If the caret is on the integral element (i.e. the word is empty and the caret is between its boundary characters) then the caret position should be set after the element.
For example, if the HTML button is focused (which is treated the caret is on the element) then the caret should be set immediately after the button.
If the caret is inside of (or on) focusable rich element and the caret goes out of the element then the area where the element is placed should be focused.
If the user navigates through editable area by characters and special content element is encountered on the way then
- if the element is focusable then it should be focused
and
- if the element is compound then caret position should be set before the first character of the element's content
- otherwise the caret should be set on the element.
For example, if the control element is disabled or if the caret navigation mode is off and the element is non editable area then the caret should be set on the element, the editor should stay focused. Visually it might look like dashed border around the element.
If the control element is focused and the user navigates by characters then
- editor should be focused and caret position should be set after the control element if no control action can be performed on the pressed key
- otherwise control action should be performed.
For example if two buttons (HTML button) are placed after another
text<button>btn1</button><button>btn2</button>
then right arrow key presses should traverse "text" by characters, then focus the 1st button, focus the editor and set caret position between buttons, then focus the 2nd button, then focus the editor and set caret position after the second button.
If the compound element is focused and the user navigates by characters then caret should be moved consecutively to the end of the element's content, then should be set after the element and the editor should take the focus.
For example, if the HTML anchor and HTML button are placed after another
<a href="">link</a><button>btn</button>
then caret should be moved through the "link" text, should be set after anchor element and then button should be focused.
The user should be able to navigate to the begin/end of
- the current line (for example, Home/End keys)
- the editable area (for example, Home/End keys with pressed 'alt' modifier key).
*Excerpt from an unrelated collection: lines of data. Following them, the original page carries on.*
//! Sqlite event store module.
//!
//! This module contains the event store backed by a sqlite database.
//! A connection is opened for each operation, so the store can be
//! shared between threads.

use chrono::{DateTime, Utc};
use log::{debug, trace};
use rusqlite::{params, Connection, Row};
use std::{
    fs,
    path::{Path, PathBuf},
};

use crate::{Account, CacheConfig, Event, Events};

use super::{Error, EventStore, Result};

const CREATE_EVENTS_TABLE: &str = "
    CREATE TABLE IF NOT EXISTS events (
        context_id    INTEGER  NOT NULL,
        account_id    INTEGER  NOT NULL,
        folder        TEXT     NOT NULL,
        id            TEXT     NOT NULL,
        summary       TEXT     NOT NULL,
        description   TEXT,
        location      TEXT,
        start_at      DATETIME NOT NULL,
        end_at        DATETIME,
        last_modified DATETIME,
        UNIQUE(context_id, account_id, folder, id)
    )
";

const INSERT_EVENT: &str = "
    INSERT OR REPLACE INTO events
    VALUES (?, ?, ?, ?, ?, ?, ?, ?, ?, ?)
";

const DELETE_FOLDER_EVENTS: &str = "
    DELETE FROM events
    WHERE context_id = ?
    AND account_id = ?
    AND folder = ?
";

const DELETE_ACCOUNT_EVENTS: &str = "
    DELETE FROM events
    WHERE context_id = ?
    AND account_id = ?
";

const SELECT_EVENTS: &str = "
    SELECT id, folder, summary, description, location, start_at, end_at, last_modified
    FROM events
    WHERE context_id = ?
    AND account_id = ?
    AND folder = ?
    ORDER BY start_at ASC
";

#[derive(Debug, Clone)]
pub struct SqliteEventStore {
    db_path: PathBuf,
}

impl SqliteEventStore {
    pub fn new<P>(db_path: P) -> Result<Self>
    where
        P: AsRef<Path>,
    {
        let db_path = db_path.as_ref().to_owned();

        if let Some(dir) = db_path.parent() {
            fs::create_dir_all(dir).map_err(|err| Error::CreateDirError(err, dir.to_owned()))?;
        }

        let store = Self { db_path };
        store.db()?;
        Ok(store)
    }

    pub fn from_config(config: &CacheConfig) -> Result<Self> {
        Self::new(config.database_path())
    }

    fn db(&self) -> Result<Connection> {
        let db = Connection::open(&self.db_path)?;
        db.execute(CREATE_EVENTS_TABLE, [])?;
        Ok(db)
    }

    fn insert_all(
        db: &Connection,
        account: &Account,
        folder_id: &str,
        events: &Events,
    ) -> Result<()> {
        let mut stmt = db.prepare(INSERT_EVENT)?;
        for event in events.iter() {
            stmt.execute(params![
                account.context_id,
                account.id,
                folder_id,
                event.id,
                event.summary,
                event.description,
                event.location,
                event.start.to_rfc3339(),
                event.end.map(|date| date.to_rfc3339()),
                event.last_modified.map(|date| date.to_rfc3339()),
            ])?;
        }
        Ok(())
    }
}

impl EventStore for SqliteEventStore {
    fn list_events(&self, account: &Account, folder_id: &str) -> Result<Events> {
        let db = self.db()?;
        let mut stmt = db.prepare(SELECT_EVENTS)?;
        let rows = stmt
            .query_map(params![account.context_id, account.id, folder_id], read_row)?
            .collect::<rusqlite::Result<Vec<_>>>()?;

        let events = rows
            .into_iter()
            .map(EventRow::into_event)
            .collect::<Result<Events>>()?;

        trace!("{} cached events in folder {}", events.len(), folder_id);
        Ok(events)
    }

    fn insert_events(&self, account: &Account, folder_id: &str, events: &Events) -> Result<()> {
        let mut db = self.db()?;
        let tx = db.transaction()?;
        Self::insert_all(&tx, account, folder_id, events)?;
        tx.commit()?;
        Ok(())
    }

    fn replace_events(&self, account: &Account, folder_id: &str, events: &Events) -> Result<()> {
        let mut db = self.db()?;
        let tx = db.transaction()?;
        tx.execute(
            DELETE_FOLDER_EVENTS,
            params![account.context_id, account.id, folder_id],
        )?;
        Self::insert_all(&tx, account, folder_id, events)?;
        tx.commit()?;
        debug!("replaced events of folder {} by {}", folder_id, events.len());
        Ok(())
    }

    fn purge_folder(&self, account: &Account, folder_id: &str) -> Result<()> {
        self.db()?.execute(
            DELETE_FOLDER_EVENTS,
            params![account.context_id, account.id, folder_id],
        )?;
        Ok(())
    }

    fn purge_all(&self, account: &Account) -> Result<()> {
        let mut db = self.db()?;
        let tx = db.transaction()?;
        let count = tx.execute(DELETE_ACCOUNT_EVENTS, params![account.context_id, account.id])?;
        tx.commit()?;
        debug!("purged {} cached events of account {}", count, account);
        Ok(())
    }
}

struct EventRow {
    id: String,
    folder_id: String,
    summary: String,
    description: Option<String>,
    location: Option<String>,
    start: String,
    end: Option<String>,
    last_modified: Option<String>,
}

fn read_row(row: &Row) -> rusqlite::Result<EventRow> {
    Ok(EventRow {
        id: row.get(0)?,
        folder_id: row.get(1)?,
        summary: row.get(2)?,
        description: row.get(3)?,
        location: row.get(4)?,
        start: row.get(5)?,
        end: row.get(6)?,
        last_modified: row.get(7)?,
    })
}

impl EventRow {
    fn into_event(self) -> Result<Event> {
        Ok(Event {
            id: self.id,
            folder_id: self.folder_id,
            summary: self.summary,
            description: self.description,
            location: self.location,
            start: parse_date(&self.start)?,
            end: self.end.as_deref().map(parse_date).transpose()?,
            last_modified: self.last_modified.as_deref().map(parse_date).transpose()?,
        })
    }
}

fn parse_date(date: &str) -> Result<DateTime<Utc>> {
    DateTime::parse_from_rfc3339(date)
        .map(|date| date.with_timezone(&Utc))
        .map_err(|err| Error::ParseDateError(err, date.to_owned()))
}
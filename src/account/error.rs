use std::result;
use thiserror::Error;

#[derive(Debug, Error)]
pub enum Error {
    #[error("cannot find account {0}")]
    FindAccountError(i32),
    #[error("cannot update account {0}: {1}")]
    UpdateAccountError(i32, String),
    #[error("cannot lock account store")]
    LockStoreError,
    #[error("cannot parse account config")]
    ParseConfigError(#[source] serde_json::Error),
}

pub type Result<T> = result::Result<T, Error>;
//! Folders module.
//!
//! This module contains the representation of the calendar folders.

use std::{collections::HashSet, ops};

use serde::{Deserialize, Serialize};

use super::Folder;

/// Represents the list of folders.
#[derive(Debug, Default, Clone, PartialEq, Eq, Serialize, Deserialize)]
pub struct Folders(pub Vec<Folder>);

impl Folders {
    pub fn ids(&self) -> HashSet<&str> {
        self.iter().map(|folder| folder.id.as_str()).collect()
    }

    pub fn find(&self, id: &str) -> Option<&Folder> {
        self.iter().find(|folder| folder.id == id)
    }
}

impl ops::Deref for Folders {
    type Target = Vec<Folder>;

    fn deref(&self) -> &Self::Target {
        &self.0
    }
}

impl ops::DerefMut for Folders {
    fn deref_mut(&mut self) -> &mut Self::Target {
        &mut self.0
    }
}

impl FromIterator<Folder> for Folders {
    fn from_iter<T: IntoIterator<Item = Folder>>(iter: T) -> Self {
        Self(iter.into_iter().collect())
    }
}
//! Config module.
//!
//! This module contains the representation of the cache
//! configuration shared by every account.

use chrono::Duration;
use serde::Deserialize;
use std::{env, path::PathBuf};

/// Fallback refresh interval in minutes (one day).
pub const DEFAULT_REFRESH_INTERVAL: i64 = 24 * 60;
/// Lifetime of an update lease in minutes.
pub const DEFAULT_LEASE_TTL: i64 = 10;
pub const DEFAULT_CALENDAR_NAME: &str = "Calendar";

/// Represents the configuration of the calendar cache.
#[derive(Debug, Default, Clone, Eq, PartialEq, Deserialize)]
#[serde(rename_all = "kebab-case")]
pub struct CacheConfig {
    /// Represents the refresh interval in minutes used when the
    /// provider does not give a usable one.
    pub default_refresh_interval: Option<i64>,
    /// Represents the update lease lifetime in minutes.
    pub lease_ttl: Option<i64>,
    /// Represents the path of the local event database.
    pub database_path: Option<PathBuf>,
    /// Represents the display name used when the account has none.
    pub default_name: Option<String>,
}

impl CacheConfig {
    pub fn default_refresh_interval(&self) -> i64 {
        self.default_refresh_interval
            .filter(|interval| *interval > 0)
            .unwrap_or(DEFAULT_REFRESH_INTERVAL)
    }

    pub fn lease_ttl(&self) -> Duration {
        Duration::minutes(
            self.lease_ttl
                .filter(|ttl| *ttl > 0)
                .unwrap_or(DEFAULT_LEASE_TTL),
        )
    }

    /// Gets the database path, falling back to the user data
    /// directory, then to the temporary directory.
    pub fn database_path(&self) -> PathBuf {
        self.database_path.clone().unwrap_or_else(|| {
            dirs::data_dir()
                .unwrap_or_else(env::temp_dir)
                .join("extcal")
                .join("cache.sqlite")
        })
    }

    pub fn default_name(&self) -> &str {
        self.default_name
            .as_deref()
            .unwrap_or(DEFAULT_CALENDAR_NAME)
    }
}
//! Event module.
//!
//! This module contains everything related to calendar events.

pub mod event;
pub use event::*;

pub mod events;
pub use events::*;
If the special content element is focused then pressing tab should navigate to the next focusable element in tab order. Next focusable element in tab order can be encountered either inside or outside of editable area. This requirement is applied to control elements and compound element both.
For example, if editable area contains two buttons (HTML and ARIA buttons) and there is one button outside of editable area
<div contentEditable="true"> Text<button>btn1</button>text<div role="button" tabindex="0">btn2</button>text </div> <button>btn3</button>
and the 1st button is focused then pressing tab should move the focus to the 2nd button and then to the 3rd button.
If the editor is focused then pressing tab should insert '\t' character or its used analogue or move the focus outside of editable area to the next tabable element what depends on editor preferences or platform.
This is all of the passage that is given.